▶ Data under study
//! Protocol client for a single provider connection.

use std::collections::HashMap;
use std::path::Path;
use std::sync::atomic::{AtomicU8, Ordering};
use std::sync::{Arc, OnceLock, PoisonError, RwLock};
use std::time::Duration;

use serde::{Deserialize, Serialize};
use serde_json::{Map, Value};
use tracing::{debug, info};

use crate::error::{Error, Result};
use crate::protocol::{
    CallToolParams, CallToolResult, InitializeParams, InitializeResult, JsonRpcRequest,
    JsonRpcResponse, ListRootsResult, ListToolsResult, Root,
};
use crate::schema::ToolSchema;
use crate::transport::{PeerRequestHandler, StdioTransport, TransportOptions};

/// Default deadline for the initialize handshake.
pub const DEFAULT_CONNECT_TIMEOUT: Duration = Duration::from_secs(30);

/// Default deadline for other requests.
pub const DEFAULT_REQUEST_TIMEOUT: Duration = Duration::from_secs(30);

/// Client timing options.
#[derive(Debug, Clone, Serialize, Deserialize)]
#[serde(default)]
pub struct ClientOptions {
    pub connect_timeout_ms: u64,
    pub request_timeout_ms: u64,
    pub transport: TransportOptions,
}

impl Default for ClientOptions {
    fn default() -> Self {
        Self {
            connect_timeout_ms: DEFAULT_CONNECT_TIMEOUT.as_millis() as u64,
            request_timeout_ms: DEFAULT_REQUEST_TIMEOUT.as_millis() as u64,
            transport: TransportOptions::default(),
        }
    }
}

impl ClientOptions {
    pub fn connect_timeout(&self) -> Duration {
        Duration::from_millis(self.connect_timeout_ms)
    }

    pub fn request_timeout(&self) -> Duration {
        Duration::from_millis(self.request_timeout_ms)
    }
}

/// Connection lifecycle. Only ever moves forward.
#[derive(Debug, Clone, Copy, PartialEq, Eq, PartialOrd, Ord)]
#[repr(u8)]
pub enum Status {
    Connecting = 0,
    Connected = 1,
    Disconnected = 2,
}

impl Status {
    fn from_u8(value: u8) -> Self {
        match value {
            0 => Status::Connecting,
            1 => Status::Connected,
            _ => Status::Disconnected,
        }
    }
}

/// A connection to one provider process.
pub struct Client {
    transport: StdioTransport,
    options: ClientOptions,
    status: AtomicU8,
    server_info: OnceLock<InitializeResult>,
    tools: RwLock<Vec<ToolSchema>>,
}

impl Client {
    pub fn new(
        name: impl Into<String>,
        command: impl Into<String>,
        args: Vec<String>,
        env: HashMap<String, String>,
    ) -> Self {
        let roots = Arc::new(RootsResponder::from_args(&args));
        let transport = StdioTransport::new(name, command, args, env).with_peer_handler(roots);
        Self {
            transport,
            options: ClientOptions::default(),
            status: AtomicU8::new(Status::Connecting as u8),
            server_info: OnceLock::new(),
            tools: RwLock::new(Vec::new()),
        }
    }

    pub fn with_options(mut self, options: ClientOptions) -> Self {
        self.transport = self.transport.with_options(options.transport.clone());
        self.options = options;
        self
    }

    pub fn name(&self) -> &str {
        self.transport.name()
    }

    pub fn status(&self) -> Status {
        Status::from_u8(self.status.load(Ordering::SeqCst))
    }

    fn advance(&self, status: Status) {
        self.status.fetch_max(status as u8, Ordering::SeqCst);
    }

    /// Result of the initialize handshake, once connected.
    pub fn server_info(&self) -> Option<&InitializeResult> {
        self.server_info.get()
    }

    /// Tools discovered by the last [`Client::list_tools`].
    pub fn tools(&self) -> Vec<ToolSchema> {
        self.tools.read().unwrap_or_else(PoisonError::into_inner).clone()
    }

    pub fn tool(&self, name: &str) -> Option<ToolSchema> {
        self.tools
            .read()
            .unwrap_or_else(PoisonError::into_inner)
            .iter()
            .find(|t| t.name == name)
            .cloned()
    }

    /// Start the provider, perform the handshake and discover its tools.
    pub async fn connect(&self) -> Result<()> {
        if self.status() == Status::Disconnected {
            return Err(Error::NotConnected);
        }
        self.transport.start().await?;

        let result = self.initialize().await.map_err(|e| Error::Handshake {
            name: self.name().to_string(),
            reason: e.to_string(),
        })?;
        info!(
            provider = %self.name(),
            server = %result.server_info.name,
            protocol = %result.protocol_version,
            "handshake complete"
        );
        // Already set only if connect() is repeated; the first result wins.
        let _ = self.server_info.set(result);

        self.transport.notify("notifications/initialized", None).await?;
        self.advance(Status::Connected);

        self.list_tools().await?;
        Ok(())
    }

    async fn initialize(&self) -> Result<InitializeResult> {
        let params = serde_json::to_value(InitializeParams::default())?;
        let response = self
            .transport
            .request("initialize", Some(params))
            .await?
            .wait(self.options.connect_timeout())
            .await?;
        let value = response.into_result()?;
        serde_json::from_value(value).map_err(|e| Error::InvalidResponse(e.to_string()))
    }

    /// Fetch the provider's tools and replace the cached set.
    ///
    /// Only the first page is read; a `nextCursor` is logged and ignored.
    pub async fn list_tools(&self) -> Result<Vec<ToolSchema>> {
        let discovery = |reason: String| Error::Discovery {
            name: self.name().to_string(),
            reason,
        };

        let value = match self.request("tools/list", None, self.options.request_timeout()).await {
            Ok(value) => value,
            Err(e) if e.is_timeout() => return Err(e),
            Err(e) => return Err(discovery(e.to_string())),
        };
        let result: ListToolsResult =
            serde_json::from_value(value).map_err(|e| discovery(e.to_string()))?;

        if let Some(cursor) = &result.next_cursor {
            debug!(provider = %self.name(), %cursor, "tools/list has more pages; not fetched");
        }

        let schemas: Vec<ToolSchema> = result.tools.iter().map(ToolSchema::from_tool).collect();
        info!(provider = %self.name(), count = schemas.len(), "discovered tools");
        *self.tools.write().unwrap_or_else(PoisonError::into_inner) = schemas.clone();
        Ok(schemas)
    }

    /// Call a tool with the default request timeout.
    pub async fn call_tool(&self, name: &str, arguments: Map<String, Value>) -> Result<String> {
        self.call_tool_with_timeout(name, arguments, self.options.request_timeout())
            .await
    }

    /// Call a tool and return its text content joined by newlines.
    pub async fn call_tool_with_timeout(
        &self,
        name: &str,
        arguments: Map<String, Value>,
        deadline: Duration,
    ) -> Result<String> {
        if self.status() != Status::Connected {
            return Err(Error::NotConnected);
        }

        let params = CallToolParams {
            name: name.to_string(),
            arguments: Some(arguments),
        };
        let value = match self
            .request("tools/call", Some(serde_json::to_value(params)?), deadline)
            .await
        {
            Ok(value) => value,
            Err(Error::JsonRpc(e)) => return Err(Error::ToolCall(e.message)),
            Err(e) => return Err(e),
        };

        let result: CallToolResult =
            serde_json::from_value(value).map_err(|e| Error::InvalidResponse(e.to_string()))?;
        let text = result.joined_text();
        if result.is_error {
            return Err(Error::ToolCall(text));
        }
        Ok(text)
    }

    /// Liveness check; the provider answers with an empty result.
    pub async fn ping(&self) -> Result<()> {
        self.request("ping", None, self.options.request_timeout())
            .await
            .map(|_| ())
    }

    /// Mark the connection disconnected and shut the provider down.
    pub async fn close(&self) {
        self.advance(Status::Disconnected);
        self.transport.close().await;
    }

    async fn request(
        &self,
        method: &str,
        params: Option<Value>,
        deadline: Duration,
    ) -> Result<Value> {
        let response = self.transport.request(method, params).await?.wait(deadline).await?;
        Ok(response.into_result()?)
    }
}

/// Answers `roots/list` with the directories and files named in the
/// provider's launch arguments.
#[derive(Debug, Clone, Default)]
pub struct RootsResponder {
    roots: Vec<Root>,
}

impl RootsResponder {
    /// Collect roots from arguments that look like paths and exist on disk.
    pub fn from_args(args: &[String]) -> Self {
        let roots = args
            .iter()
            .filter(|arg| looks_like_path(arg))
            .map(Path::new)
            .filter(|path| path.exists())
            .map(|path| {
                let path = std::fs::canonicalize(path).unwrap_or_else(|_| path.to_path_buf());
                Root {
                    uri: file_uri(&path),
                    name: path
                        .file_name()
                        .map(|n| n.to_string_lossy().into_owned())
                        .or_else(|| Some(path.to_string_lossy().into_owned())),
                }
            })
            .collect();
        Self { roots }
    }

    pub fn roots(&self) -> &[Root] {
        &self.roots
    }
}

impl PeerRequestHandler for RootsResponder {
    fn handle(&self, request: &JsonRpcRequest) -> Option<JsonRpcResponse> {
        if request.method != "roots/list" {
            return None;
        }
        let result = ListRootsResult {
            roots: self.roots.clone(),
        };
        let value = serde_json::to_value(result).ok()?;
        Some(JsonRpcResponse::success(request.id.clone(), value))
    }
}

fn looks_like_path(arg: &str) -> bool {
    if arg.starts_with('-') {
        return false;
    }
    let bytes = arg.as_bytes();
    let drive = bytes.len() >= 2 && bytes[0].is_ascii_alphabetic() && bytes[1] == b':';
    arg.contains('/') || arg.contains('\\') || drive
}

fn file_uri(path: &Path) -> String {
    let path = path.to_string_lossy().replace('\\', "/");
    if path.starts_with('/') {
        format!("file://{path}")
    } else {
        format!("file:///{path}")
    }
}

#[cfg(test)]
mod tests {
    use super::*;
    use crate::protocol::RequestId;

    #[test]
    fn path_detection() {
        assert!(looks_like_path("/tmp"));
        assert!(looks_like_path("./data"));
        assert!(looks_like_path("C:"));
        assert!(looks_like_path("dir\\file"));
        assert!(!looks_like_path("--root=/tmp"));
        assert!(!looks_like_path("serve"));
    }

    #[test]
    fn roots_from_existing_paths_only() {
        let dir = tempfile::tempdir().unwrap();
        let existing = dir.path().to_string_lossy().into_owned();
        let missing = dir.path().join("nope").to_string_lossy().into_owned();

        let responder = RootsResponder::from_args(&[
            "serve".to_string(),
            "--verbose".to_string(),
            existing,
            missing,
        ]);

        assert_eq!(responder.roots().len(), 1);
        let root = &responder.roots()[0];
        assert!(root.uri.starts_with("file://"));
        assert_eq!(
            root.name.as_deref(),
            dir.path().canonicalize().unwrap().file_name().and_then(|n| n.to_str())
        );
    }

    #[test]
    fn responder_only_answers_roots_list() {
        let responder = RootsResponder::default();

        let other = JsonRpcRequest::new("x", "sampling/createMessage");
        assert!(responder.handle(&other).is_none());

        let roots = JsonRpcRequest::new(RequestId::Number(4), "roots/list");
        let answer = responder.handle(&roots).unwrap();
        assert_eq!(answer.id, Some(RequestId::Number(4)));
        assert_eq!(answer.into_result().unwrap(), serde_json::json!({"roots": []}));
    }

    #[test]
    fn status_only_moves_forward() {
        let client = Client::new("idle", "true", vec![], HashMap::new());
        assert_eq!(client.status(), Status::Connecting);
        client.advance(Status::Disconnected);
        client.advance(Status::Connected);
        assert_eq!(client.status(), Status::Disconnected);
    }

    #[cfg(unix)]
    fn scripted(script: &str) -> Client {
        Client::new(
            "scripted",
            "sh",
            vec!["-c".to_string(), script.to_string()],
            HashMap::new(),
        )
    }

    #[cfg(unix)]
    #[tokio::test]
    async fn handshake_discovery_and_calls() {
        let client = scripted(r#"read init
echo '{"jsonrpc":"2.0","id":1,"result":{"protocolVersion":"2024-11-05","capabilities":{"tools":{}},"serverInfo":{"name":"scripted"}}}'
read initialized
read list
echo '{"jsonrpc":"2.0","id":2,"result":{"tools":[{"name":"echo","description":"Echo","inputSchema":{"type":"object","properties":{"text":{"type":"string"}},"required":["text"]}}],"nextCursor":"more"}}'
read call
echo '{"jsonrpc":"2.0","id":3,"result":{"content":[{"type":"text","text":"a"},{"type":"image","data":"","mimeType":"image/png"},{"type":"text","text":"b"}],"isError":false}}'
read call
echo '{"jsonrpc":"2.0","id":4,"result":{"content":[{"type":"text","text":"bad input"}],"isError":true}}'
read call
echo '{"jsonrpc":"2.0","id":5,"error":{"code":-32602,"message":"unknown tool"}}'
cat > /dev/null"#);

        client.connect().await.unwrap();
        assert_eq!(client.status(), Status::Connected);
        assert_eq!(client.server_info().unwrap().server_info.name, "scripted");

        let tools = client.tools();
        assert_eq!(tools.len(), 1);
        assert_eq!(tools[0].required_names(), vec!["text"]);

        let text = client.call_tool("echo", Map::new()).await.unwrap();
        assert_eq!(text, "a\nb");

        let err = client.call_tool("echo", Map::new()).await.unwrap_err();
        assert!(matches!(err, Error::ToolCall(ref msg) if msg == "bad input"));

        let err = client.call_tool("nope", Map::new()).await.unwrap_err();
        assert!(matches!(err, Error::ToolCall(ref msg) if msg == "unknown tool"));

        client.close().await;
        assert_eq!(client.status(), Status::Disconnected);
        assert!(matches!(
            client.call_tool("echo", Map::new()).await,
            Err(Error::NotConnected)
        ));
    }

    #[cfg(unix)]
    #[tokio::test]
    async fn handshake_error_result() {
        let client = scripted(r#"read init
echo '{"jsonrpc":"2.0","id":1,"error":{"code":-32603,"message":"boom"}}'
cat > /dev/null"#);

        let err = client.connect().await.unwrap_err();
        assert!(matches!(err, Error::Handshake { ref reason, .. } if reason.contains("boom")));
        client.close().await;
    }

    #[cfg(unix)]
    #[tokio::test]
    async fn handshake_deadline() {
        let client = scripted("cat > /dev/null").with_options(ClientOptions {
            connect_timeout_ms: 100,
            ..ClientOptions::default()
        });

        let err = client.connect().await.unwrap_err();
        assert!(matches!(err, Error::Handshake { .. }));
        assert_eq!(client.status(), Status::Connecting);
        client.close().await;
    }
}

▶ Task instructions
The answer should be a number alone: how many lines of the entries hold the word "InitializeParams"?

▶ Task response
2